Слушали его, затаив дыхание. Ледников выдержал эффектную паузу и продолжил:
– Ампилогов погиб после такого же точного, расчетливого выстрела. Непрофессионалы даже если стреляют так, то обычно выше. Кстати, во время расследования убийства Ампилогова все оперативники дружно говорили, что стрелял, скорее всего, профессионал. Во всяком случае, почерк – профессионала, совершенно неженский. Любому сыщику или следователю известно, что женщина обычно может выстрелить только спонтанно – в результате бурной ссоры, скандала, выяснения отношений… При этом женщины почти всегда стреляют в туловище, а не в голову.

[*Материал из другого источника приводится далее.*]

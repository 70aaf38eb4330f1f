//! Mock FabricApi for unit testing
//!
//! Stores objects and relations in memory, keyed by DN, so reconciliation
//! logic can be tested without a running fabric controller. Failure
//! injection switches let tests exercise transport-error and
//! partial-failure paths.

use crate::dn::{DN_ROOT, Dn, TENANT_PREFIX};
use crate::error::FabricError;
use crate::fabric_trait::FabricApi;
use crate::models::{ObjectAttributes, RelationKind};
use serde_json::Value;
use std::collections::HashMap;
use std::sync::{Arc, Mutex};

#[derive(Debug, Clone)]
struct StoredObject {
    class: String,
    attributes: ObjectAttributes,
}

/// Mock fabric client for testing
#[derive(Clone)]
pub struct MockFabricClient {
    base_url: String,
    objects: Arc<Mutex<HashMap<String, StoredObject>>>,
    // dn -> relation class -> target DN
    relations: Arc<Mutex<HashMap<String, HashMap<String, String>>>>,
    fail_get: Arc<Mutex<Option<String>>>,
    fail_upsert: Arc<Mutex<Option<String>>>,
    fail_get_relation: Arc<Mutex<Option<String>>>,
    fail_set_relation: Arc<Mutex<Option<String>>>,
}

impl MockFabricClient {
    /// Create a new mock client
    pub fn new(base_url: impl Into<String>) -> Self {
        Self {
            base_url: base_url.into(),
            objects: Arc::new(Mutex::new(HashMap::new())),
            relations: Arc::new(Mutex::new(HashMap::new())),
            fail_get: Arc::new(Mutex::new(None)),
            fail_upsert: Arc::new(Mutex::new(None)),
            fail_get_relation: Arc::new(Mutex::new(None)),
            fail_set_relation: Arc::new(Mutex::new(None)),
        }
    }

    /// Seed an object in the mock store (for test setup)
    pub fn add_object(&self, class: &str, dn: &Dn, attributes: ObjectAttributes) {
        self.objects.lock().unwrap().insert(
            dn.to_string(),
            StoredObject {
                class: class.to_string(),
                attributes,
            },
        );
    }

    /// Seed a relation target DN (for test setup)
    pub fn add_relation(&self, dn: &Dn, relation: &RelationKind, target_dn: &str) {
        self.relations
            .lock()
            .unwrap()
            .entry(dn.to_string())
            .or_default()
            .insert(relation.class.to_string(), target_dn.to_string());
    }

    /// Read back a stored object's attributes (for assertions)
    pub fn object(&self, dn: &Dn) -> Option<ObjectAttributes> {
        self.objects
            .lock()
            .unwrap()
            .get(dn.as_str())
            .map(|o| o.attributes.clone())
    }

    /// Read back a stored relation target DN (for assertions)
    pub fn relation(&self, dn: &Dn, relation: &RelationKind) -> Option<String> {
        self.relations
            .lock()
            .unwrap()
            .get(dn.as_str())
            .and_then(|rels| rels.get(relation.class).cloned())
    }

    /// Make every `get` fail with a transport-style error
    pub fn fail_get(&self, message: &str) {
        *self.fail_get.lock().unwrap() = Some(message.to_string());
    }

    /// Make every `upsert` fail
    pub fn fail_upsert(&self, message: &str) {
        *self.fail_upsert.lock().unwrap() = Some(message.to_string());
    }

    /// Make every `get_relation` fail
    pub fn fail_get_relation(&self, message: &str) {
        *self.fail_get_relation.lock().unwrap() = Some(message.to_string());
    }

    /// Make every `set_relation` fail
    pub fn fail_set_relation(&self, message: &str) {
        *self.fail_set_relation.lock().unwrap() = Some(message.to_string());
    }

    /// Clear all failure injection
    pub fn clear_failures(&self) {
        *self.fail_get.lock().unwrap() = None;
        *self.fail_upsert.lock().unwrap() = None;
        *self.fail_get_relation.lock().unwrap() = None;
        *self.fail_set_relation.lock().unwrap() = None;
    }
}

#[async_trait::async_trait]
impl FabricApi for MockFabricClient {
    fn base_url(&self) -> &str {
        &self.base_url
    }

    async fn validate_session(&self) -> Result<(), FabricError> {
        Ok(())
    }

    async fn get(&self, dn: &Dn) -> Result<Option<ObjectAttributes>, FabricError> {
        if let Some(msg) = self.fail_get.lock().unwrap().clone() {
            return Err(FabricError::Api(msg));
        }
        let stored = match self.objects.lock().unwrap().get(dn.as_str()) {
            Some(stored) => stored.clone(),
            None => return Ok(None),
        };
        // The controller echoes the DN back as an attribute on reads.
        let mut attrs = stored.attributes;
        attrs
            .0
            .insert("dn".to_string(), Value::String(dn.to_string()));
        Ok(Some(attrs))
    }

    async fn upsert(
        &self,
        class: &str,
        dn: &Dn,
        attributes: ObjectAttributes,
    ) -> Result<(), FabricError> {
        if let Some(msg) = self.fail_upsert.lock().unwrap().clone() {
            return Err(FabricError::Api(msg));
        }
        self.objects.lock().unwrap().insert(
            dn.to_string(),
            StoredObject {
                class: class.to_string(),
                attributes,
            },
        );
        Ok(())
    }

    async fn delete_by_dn(&self, dn: &Dn, class: &str) -> Result<(), FabricError> {
        let removed = self.objects.lock().unwrap().remove(dn.as_str());
        if removed.is_none() {
            return Err(FabricError::NotFound(format!("{class} {dn} not found")));
        }
        // The controller cascade-deletes children, relations included.
        self.relations.lock().unwrap().remove(dn.as_str());
        Ok(())
    }

    async fn get_relation(
        &self,
        dn: &Dn,
        relation: &RelationKind,
    ) -> Result<Option<String>, FabricError> {
        if let Some(msg) = self.fail_get_relation.lock().unwrap().clone() {
            return Err(FabricError::Api(msg));
        }
        Ok(self.relation(dn, relation))
    }

    async fn set_relation(
        &self,
        dn: &Dn,
        relation: &RelationKind,
        target_name: &str,
    ) -> Result<(), FabricError> {
        if let Some(msg) = self.fail_set_relation.lock().unwrap().clone() {
            return Err(FabricError::Api(msg));
        }
        // Targets resolve under the owning object's tenant.
        let tenant = dn.tenant_name().ok_or_else(|| {
            FabricError::InvalidRequest(format!("DN {dn} carries no tenant segment"))
        })?;
        let target_dn = format!(
            "{DN_ROOT}/{TENANT_PREFIX}{tenant}/{}{target_name}",
            relation.target_prefix
        );
        self.relations
            .lock()
            .unwrap()
            .entry(dn.to_string())
            .or_default()
            .insert(relation.class.to_string(), target_dn);
        Ok(())
    }
}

– Почему? – деловито спросила Гланька.
– Тут, с одной стороны, боязнь промахнуться, потому как оружием они обычно владеют хуже мужчин. А с другой… Женщины много времени проводят перед зеркалом, для них любой недостаток на лице – страдание, у них всегда присутствует инстинктивный, неосознанный страх обезобразить человеческое лицо…
– Ледников, да ты у нас просто Фрейд! – захлопала в ладоши Гланька.
– Ну да… Это азы криминалистики, – поскромничал Ледников. – Еще, например, известно, что женщина – а тем более находящаяся в состоянии сильного душевного возбуждения! – если стреляет, то всегда выпускает всю обойму до последнего патрона. Практически никогда не ограничивается одним выстрелом.
– А это еще почему?
– Потому что в порыве ярости и гнева она не способна сразу оценить результаты стрельбы, не понимает, попала она или нет, убила или… Поэтому в экстазе она чаще всего палит и палит, как заведенная, боясь остановиться. Ужасаясь тому, что вот сейчас патроны закончатся, и она увидит, что натворила.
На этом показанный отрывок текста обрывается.